Stored data:
——
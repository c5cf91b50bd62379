//! Passenger table schema
//!
//! The loader keeps a fixed whitelist of source columns and renames them to
//! lowercase names. Each field has a fixed storage kind.
//!
//! | source     | normalized    | kind     |
//! |------------|---------------|----------|
//! | `Survived` | `survived`    | int64    |
//! | `Pclass`   | `pclass`      | int64    |
//! | `Sex`      | `sex`         | category |
//! | `Age`      | `age`         | float64  |
//! | `SibSp`    | `sibsp`       | int64    |
//! | `Parch`    | `parch`       | int64    |
//! | `Fare`     | `fare`        | float64  |
//! | `Embarked` | `embarked`    | category |
//! | (derived)  | `family_size` | int64    |

use std::fmt;

use serde::Serialize;

/// A column of the passenger table.
///
/// The declaration order is the column order of every table.
#[derive(Debug, Clone, Copy, PartialEq, Eq, Hash, PartialOrd, Ord, Serialize)]
#[serde(rename_all = "snake_case")]
pub enum Field {
    Survived,
    Pclass,
    Sex,
    Age,
    SibSp,
    Parch,
    Fare,
    Embarked,
    FamilySize,
}

impl fmt::Display for Field {
    fn fmt(&self, f: &mut fmt::Formatter<'_>) -> fmt::Result {
        fmt::Display::fmt(self.name(), f)
    }
}

impl Field {
    /// Fields read from the raw dataset, in whitelist order.
    pub const SOURCE: [Self; 8] = [
        Self::Survived,
        Self::Pclass,
        Self::Sex,
        Self::Age,
        Self::SibSp,
        Self::Parch,
        Self::Fare,
        Self::Embarked,
    ];

    /// All fields, including derived ones.
    pub const ALL: [Self; 9] = [
        Self::Survived,
        Self::Pclass,
        Self::Sex,
        Self::Age,
        Self::SibSp,
        Self::Parch,
        Self::Fare,
        Self::Embarked,
        Self::FamilySize,
    ];

    /// Normalized (lowercase) column name.
    #[must_use]
    pub fn name(self) -> &'static str {
        match self {
            Self::Survived => "survived",
            Self::Pclass => "pclass",
            Self::Sex => "sex",
            Self::Age => "age",
            Self::SibSp => "sibsp",
            Self::Parch => "parch",
            Self::Fare => "fare",
            Self::Embarked => "embarked",
            Self::FamilySize => "family_size",
        }
    }

    /// Column name in the raw dataset, `None` for derived fields.
    #[must_use]
    pub fn source_name(self) -> Option<&'static str> {
        let name = match self {
            Self::Survived => "Survived",
            Self::Pclass => "Pclass",
            Self::Sex => "Sex",
            Self::Age => "Age",
            Self::SibSp => "SibSp",
            Self::Parch => "Parch",
            Self::Fare => "Fare",
            Self::Embarked => "Embarked",
            Self::FamilySize => return None,
        };
        Some(name)
    }

    #[must_use]
    pub fn kind(self) -> ColumnKind {
        match self {
            Self::Survived | Self::Pclass | Self::SibSp | Self::Parch | Self::FamilySize => {
                ColumnKind::Int
            }
            Self::Age | Self::Fare => ColumnKind::Float,
            Self::Sex | Self::Embarked => ColumnKind::Category,
        }
    }

    /// Whether a null in this column is a load error.
    #[must_use]
    pub fn is_required(self) -> bool {
        self == Self::Survived
    }

    #[must_use]
    pub fn from_name(name: &str) -> Option<Self> {
        Self::ALL.into_iter().find(|f| f.name() == name)
    }

    #[must_use]
    pub fn from_source_name(name: &str) -> Option<Self> {
        Self::SOURCE
            .into_iter()
            .find(|f| f.source_name() == Some(name))
    }
}

/// Storage kind of a column, displayed as its dtype name.
#[derive(Debug, Clone, Copy, PartialEq, Eq, Hash, derive_more::Display, Serialize)]
#[serde(rename_all = "snake_case")]
pub enum ColumnKind {
    #[display("int64")]
    Int,
    #[display("float64")]
    Float,
    #[display("category")]
    Category,
}

impl ColumnKind {
    #[must_use]
    pub fn is_numeric(self) -> bool {
        matches!(self, Self::Int | Self::Float)
    }
}

#[cfg(test)]
mod tests {
    use super::*;

    #[test]
    fn test_names_round_trip() {
        for field in Field::ALL {
            assert_eq!(Field::from_name(field.name()), Some(field));
        }
        for field in Field::SOURCE {
            let source = field.source_name().unwrap();
            assert_eq!(Field::from_source_name(source), Some(field));
        }
    }

    #[test]
    fn test_derived_field_has_no_source() {
        assert_eq!(Field::FamilySize.source_name(), None);
        assert_eq!(Field::from_source_name("family_size"), None);
        assert_eq!(Field::from_source_name("survived"), None);
    }

    #[test]
    fn test_dtype_names() {
        assert_eq!(Field::Age.kind().to_string(), "float64");
        assert_eq!(Field::Sex.kind().to_string(), "category");
        assert_eq!(Field::Survived.kind().to_string(), "int64");
    }
}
——
Would you repeat the records above without any changes?

● **YOUR RESPONSE**:
repository c5cf91b50bd62379
//! Passenger table schema
//!
//! The loader keeps a fixed whitelist of source columns and renames them to
//! lowercase names. Each field has a fixed storage kind.
//!
//! | source     | normalized    | kind     |
//! |------------|---------------|----------|
//! | `Survived` | `survived`    | int64    |
//! | `Pclass`   | `pclass`      | int64    |
//! | `Sex`      | `sex`         | category |
//! | `Age`      | `age`         | float64  |
//! | `SibSp`    | `sibsp`       | int64    |
//! | `Parch`    | `parch`       | int64    |
//! | `Fare`     | `fare`        | float64  |
//! | `Embarked` | `embarked`    | category |
//! | (derived)  | `family_size` | int64    |

use std::fmt;

use serde::Serialize;

/// A column of the passenger table.
///
/// The declaration order is the column order of every table.
#[derive(Debug, Clone, Copy, PartialEq, Eq, Hash, PartialOrd, Ord, Serialize)]
#[serde(rename_all = "snake_case")]
pub enum Field {
    Survived,
    Pclass,
    Sex,
    Age,
    SibSp,
    Parch,
    Fare,
    Embarked,
    FamilySize,
}

impl fmt::Display for Field {
    fn fmt(&self, f: &mut fmt::Formatter<'_>) -> fmt::Result {
        fmt::Display::fmt(self.name(), f)
    }
}

impl Field {
    /// Fields read from the raw dataset, in whitelist order.
    pub const SOURCE: [Self; 8] = [
        Self::Survived,
        Self::Pclass,
        Self::Sex,
        Self::Age,
        Self::SibSp,
        Self::Parch,
        Self::Fare,
        Self::Embarked,
    ];

    /// All fields, including derived ones.
    pub const ALL: [Self; 9] = [
        Self::Survived,
        Self::Pclass,
        Self::Sex,
        Self::Age,
        Self::SibSp,
        Self::Parch,
        Self::Fare,
        Self::Embarked,
        Self::FamilySize,
    ];

    /// Normalized (lowercase) column name.
    #[must_use]
    pub fn name(self) -> &'static str {
        match self {
            Self::Survived => "survived",
            Self::Pclass => "pclass",
            Self::Sex => "sex",
            Self::Age => "age",
            Self::SibSp => "sibsp",
            Self::Parch => "parch",
            Self::Fare => "fare",
            Self::Embarked => "embarked",
            Self::FamilySize => "family_size",
        }
    }

    /// Column name in the raw dataset, `None` for derived fields.
    #[must_use]
    pub fn source_name(self) -> Option<&'static str> {
        let name = match self {
            Self::Survived => "Survived",
            Self::Pclass => "Pclass",
            Self::Sex => "Sex",
            Self::Age => "Age",
            Self::SibSp => "SibSp",
            Self::Parch => "Parch",
            Self::Fare => "Fare",
            Self::Embarked => "Embarked",
            Self::FamilySize => return None,
        };
        Some(name)
    }

    #[must_use]
    pub fn kind(self) -> ColumnKind {
        match self {
            Self::Survived | Self::Pclass | Self::SibSp | Self::Parch | Self::FamilySize => {
                ColumnKind::Int
            }
            Self::Age | Self::Fare => ColumnKind::Float,
            Self::Sex | Self::Embarked => ColumnKind::Category,
        }
    }

    /// Whether a null in this column is a load error.
    #[must_use]
    pub fn is_required(self) -> bool {
        self == Self::Survived
    }

    #[must_use]
    pub fn from_name(name: &str) -> Option<Self> {
        Self::ALL.into_iter().find(|f| f.name() == name)
    }

    #[must_use]
    pub fn from_source_name(name: &str) -> Option<Self> {
        Self::SOURCE
            .into_iter()
            .find(|f| f.source_name() == Some(name))
    }
}

/// Storage kind of a column, displayed as its dtype name.
#[derive(Debug, Clone, Copy, PartialEq, Eq, Hash, derive_more::Display, Serialize)]
#[serde(rename_all = "snake_case")]
pub enum ColumnKind {
    #[display("int64")]
    Int,
    #[display("float64")]
    Float,
    #[display("category")]
    Category,
}

impl ColumnKind {
    #[must_use]
    pub fn is_numeric(self) -> bool {
        matches!(self, Self::Int | Self::Float)
    }
}

#[cfg(test)]
mod tests {
    use super::*;

    #[test]
    fn test_names_round_trip() {
        for field in Field::ALL {
            assert_eq!(Field::from_name(field.name()), Some(field));
        }
        for field in Field::SOURCE {
            let source = field.source_name().unwrap();
            assert_eq!(Field::from_source_name(source), Some(field));
        }
    }

    #[test]
    fn test_derived_field_has_no_source() {
        assert_eq!(Field::FamilySize.source_name(), None);
        assert_eq!(Field::from_source_name("family_size"), None);
        assert_eq!(Field::from_source_name("survived"), None);
    }

    #[test]
    fn test_dtype_names() {
        assert_eq!(Field::Age.kind().to_string(), "float64");
        assert_eq!(Field::Sex.kind().to_string(), "category");
        assert_eq!(Field::Survived.kind().to_string(), "int64");
    }
}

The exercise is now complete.